— Assignment —
From the records below, copy every line that contains the word "unchanged".

— Supplied data —
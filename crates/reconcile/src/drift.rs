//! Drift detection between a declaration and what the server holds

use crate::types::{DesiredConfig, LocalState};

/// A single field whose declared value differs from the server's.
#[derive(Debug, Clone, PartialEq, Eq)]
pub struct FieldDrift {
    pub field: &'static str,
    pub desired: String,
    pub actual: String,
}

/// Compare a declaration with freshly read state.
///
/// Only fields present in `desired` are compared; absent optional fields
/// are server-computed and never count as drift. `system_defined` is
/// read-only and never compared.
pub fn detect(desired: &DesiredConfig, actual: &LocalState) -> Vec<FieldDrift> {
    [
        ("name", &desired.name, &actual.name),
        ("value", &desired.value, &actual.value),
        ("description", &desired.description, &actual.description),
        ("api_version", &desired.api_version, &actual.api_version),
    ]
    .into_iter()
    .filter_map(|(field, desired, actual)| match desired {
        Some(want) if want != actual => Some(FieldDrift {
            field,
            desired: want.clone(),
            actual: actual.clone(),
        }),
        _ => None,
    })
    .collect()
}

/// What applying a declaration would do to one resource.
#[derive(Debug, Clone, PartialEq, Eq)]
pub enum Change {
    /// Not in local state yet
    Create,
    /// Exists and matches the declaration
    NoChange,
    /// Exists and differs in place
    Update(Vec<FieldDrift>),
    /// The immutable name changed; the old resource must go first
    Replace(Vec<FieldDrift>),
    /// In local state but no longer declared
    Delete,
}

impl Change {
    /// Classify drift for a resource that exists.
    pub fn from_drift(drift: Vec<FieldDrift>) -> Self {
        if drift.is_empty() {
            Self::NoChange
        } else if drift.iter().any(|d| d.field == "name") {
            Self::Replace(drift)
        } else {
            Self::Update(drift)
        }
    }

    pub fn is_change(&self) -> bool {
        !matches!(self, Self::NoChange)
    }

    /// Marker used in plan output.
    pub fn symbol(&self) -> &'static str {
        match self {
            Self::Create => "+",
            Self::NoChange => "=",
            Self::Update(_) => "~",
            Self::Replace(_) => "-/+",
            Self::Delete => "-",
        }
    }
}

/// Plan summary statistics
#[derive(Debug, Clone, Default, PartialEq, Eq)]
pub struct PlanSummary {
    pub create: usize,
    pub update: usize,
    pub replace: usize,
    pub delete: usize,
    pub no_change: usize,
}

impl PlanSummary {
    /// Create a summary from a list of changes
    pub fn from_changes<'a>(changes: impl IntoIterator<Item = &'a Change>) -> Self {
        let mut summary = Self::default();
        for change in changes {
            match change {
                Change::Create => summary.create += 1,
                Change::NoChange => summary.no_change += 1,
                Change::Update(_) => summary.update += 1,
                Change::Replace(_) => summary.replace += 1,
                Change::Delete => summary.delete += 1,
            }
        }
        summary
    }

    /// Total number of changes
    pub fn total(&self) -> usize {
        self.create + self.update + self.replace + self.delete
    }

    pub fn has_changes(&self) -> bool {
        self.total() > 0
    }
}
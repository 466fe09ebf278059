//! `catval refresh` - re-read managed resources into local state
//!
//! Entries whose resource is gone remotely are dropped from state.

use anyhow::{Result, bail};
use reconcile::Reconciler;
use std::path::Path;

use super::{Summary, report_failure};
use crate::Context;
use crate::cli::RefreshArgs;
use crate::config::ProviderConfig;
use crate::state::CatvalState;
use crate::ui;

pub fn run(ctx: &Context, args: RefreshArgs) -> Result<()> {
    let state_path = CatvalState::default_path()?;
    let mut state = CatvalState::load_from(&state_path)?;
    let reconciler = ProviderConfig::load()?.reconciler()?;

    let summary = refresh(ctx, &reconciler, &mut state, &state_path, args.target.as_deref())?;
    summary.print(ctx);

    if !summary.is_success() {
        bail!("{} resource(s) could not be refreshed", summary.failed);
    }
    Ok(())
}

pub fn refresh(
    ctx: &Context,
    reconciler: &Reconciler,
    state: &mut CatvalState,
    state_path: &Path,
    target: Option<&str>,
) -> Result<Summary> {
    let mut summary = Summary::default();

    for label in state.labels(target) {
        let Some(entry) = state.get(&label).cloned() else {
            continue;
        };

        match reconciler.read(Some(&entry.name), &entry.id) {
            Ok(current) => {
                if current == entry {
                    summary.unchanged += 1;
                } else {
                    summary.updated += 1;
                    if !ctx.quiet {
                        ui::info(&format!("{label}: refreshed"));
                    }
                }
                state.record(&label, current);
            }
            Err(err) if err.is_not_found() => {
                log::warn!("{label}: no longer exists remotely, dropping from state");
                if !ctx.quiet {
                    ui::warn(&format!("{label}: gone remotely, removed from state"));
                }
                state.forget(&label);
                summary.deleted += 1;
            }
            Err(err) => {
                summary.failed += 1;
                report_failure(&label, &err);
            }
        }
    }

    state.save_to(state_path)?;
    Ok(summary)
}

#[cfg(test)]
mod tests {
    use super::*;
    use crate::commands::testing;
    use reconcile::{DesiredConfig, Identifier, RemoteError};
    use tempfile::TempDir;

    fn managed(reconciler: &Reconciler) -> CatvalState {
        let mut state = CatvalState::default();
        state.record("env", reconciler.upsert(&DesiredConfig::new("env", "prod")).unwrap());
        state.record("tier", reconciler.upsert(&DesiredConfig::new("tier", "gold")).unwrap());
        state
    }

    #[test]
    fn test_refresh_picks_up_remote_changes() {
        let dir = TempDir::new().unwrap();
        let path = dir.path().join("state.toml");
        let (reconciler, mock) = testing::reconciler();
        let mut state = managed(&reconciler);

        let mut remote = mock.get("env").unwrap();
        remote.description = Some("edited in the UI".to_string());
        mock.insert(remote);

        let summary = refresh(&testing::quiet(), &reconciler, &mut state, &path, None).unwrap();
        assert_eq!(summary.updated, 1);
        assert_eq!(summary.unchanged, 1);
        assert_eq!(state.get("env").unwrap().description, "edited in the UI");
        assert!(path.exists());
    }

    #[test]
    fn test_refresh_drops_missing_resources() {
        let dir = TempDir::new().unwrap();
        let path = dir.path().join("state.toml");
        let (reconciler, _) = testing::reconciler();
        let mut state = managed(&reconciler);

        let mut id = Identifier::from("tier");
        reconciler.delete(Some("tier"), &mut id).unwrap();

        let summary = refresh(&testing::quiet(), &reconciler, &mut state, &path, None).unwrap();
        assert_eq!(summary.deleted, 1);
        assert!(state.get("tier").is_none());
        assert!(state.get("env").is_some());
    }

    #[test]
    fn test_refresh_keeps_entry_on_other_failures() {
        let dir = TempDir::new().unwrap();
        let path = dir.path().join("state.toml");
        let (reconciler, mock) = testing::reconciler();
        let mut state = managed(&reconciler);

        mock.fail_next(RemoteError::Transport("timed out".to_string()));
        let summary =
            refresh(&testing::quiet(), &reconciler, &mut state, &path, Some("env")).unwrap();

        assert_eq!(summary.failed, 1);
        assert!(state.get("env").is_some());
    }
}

...

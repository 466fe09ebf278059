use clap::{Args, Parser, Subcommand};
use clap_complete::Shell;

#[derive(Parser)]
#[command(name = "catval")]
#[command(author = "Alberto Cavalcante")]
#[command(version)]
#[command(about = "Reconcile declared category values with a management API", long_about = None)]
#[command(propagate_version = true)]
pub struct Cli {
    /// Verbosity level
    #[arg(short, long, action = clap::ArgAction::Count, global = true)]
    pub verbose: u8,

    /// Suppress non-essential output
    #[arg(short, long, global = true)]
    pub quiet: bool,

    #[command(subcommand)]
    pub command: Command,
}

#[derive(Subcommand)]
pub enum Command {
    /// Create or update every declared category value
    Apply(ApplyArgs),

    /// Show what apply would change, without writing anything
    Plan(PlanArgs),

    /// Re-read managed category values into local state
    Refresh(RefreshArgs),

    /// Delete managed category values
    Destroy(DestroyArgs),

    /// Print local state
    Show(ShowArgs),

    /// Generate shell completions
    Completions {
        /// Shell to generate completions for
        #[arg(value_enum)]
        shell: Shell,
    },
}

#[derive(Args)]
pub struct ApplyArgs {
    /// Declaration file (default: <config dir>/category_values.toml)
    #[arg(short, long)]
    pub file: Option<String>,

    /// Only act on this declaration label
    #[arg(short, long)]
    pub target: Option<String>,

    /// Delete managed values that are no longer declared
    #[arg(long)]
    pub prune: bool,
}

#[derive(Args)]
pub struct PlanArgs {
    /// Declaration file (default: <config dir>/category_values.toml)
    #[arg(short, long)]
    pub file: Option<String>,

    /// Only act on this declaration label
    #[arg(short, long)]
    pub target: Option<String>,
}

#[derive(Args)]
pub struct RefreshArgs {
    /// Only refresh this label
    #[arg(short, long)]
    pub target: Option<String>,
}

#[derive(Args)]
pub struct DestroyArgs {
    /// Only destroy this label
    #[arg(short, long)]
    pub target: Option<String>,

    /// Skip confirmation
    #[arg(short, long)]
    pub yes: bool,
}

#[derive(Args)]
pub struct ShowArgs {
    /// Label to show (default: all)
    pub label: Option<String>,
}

— Worked solution —
                    summary.unchanged += 1;
        assert_eq!(summary.unchanged, 1);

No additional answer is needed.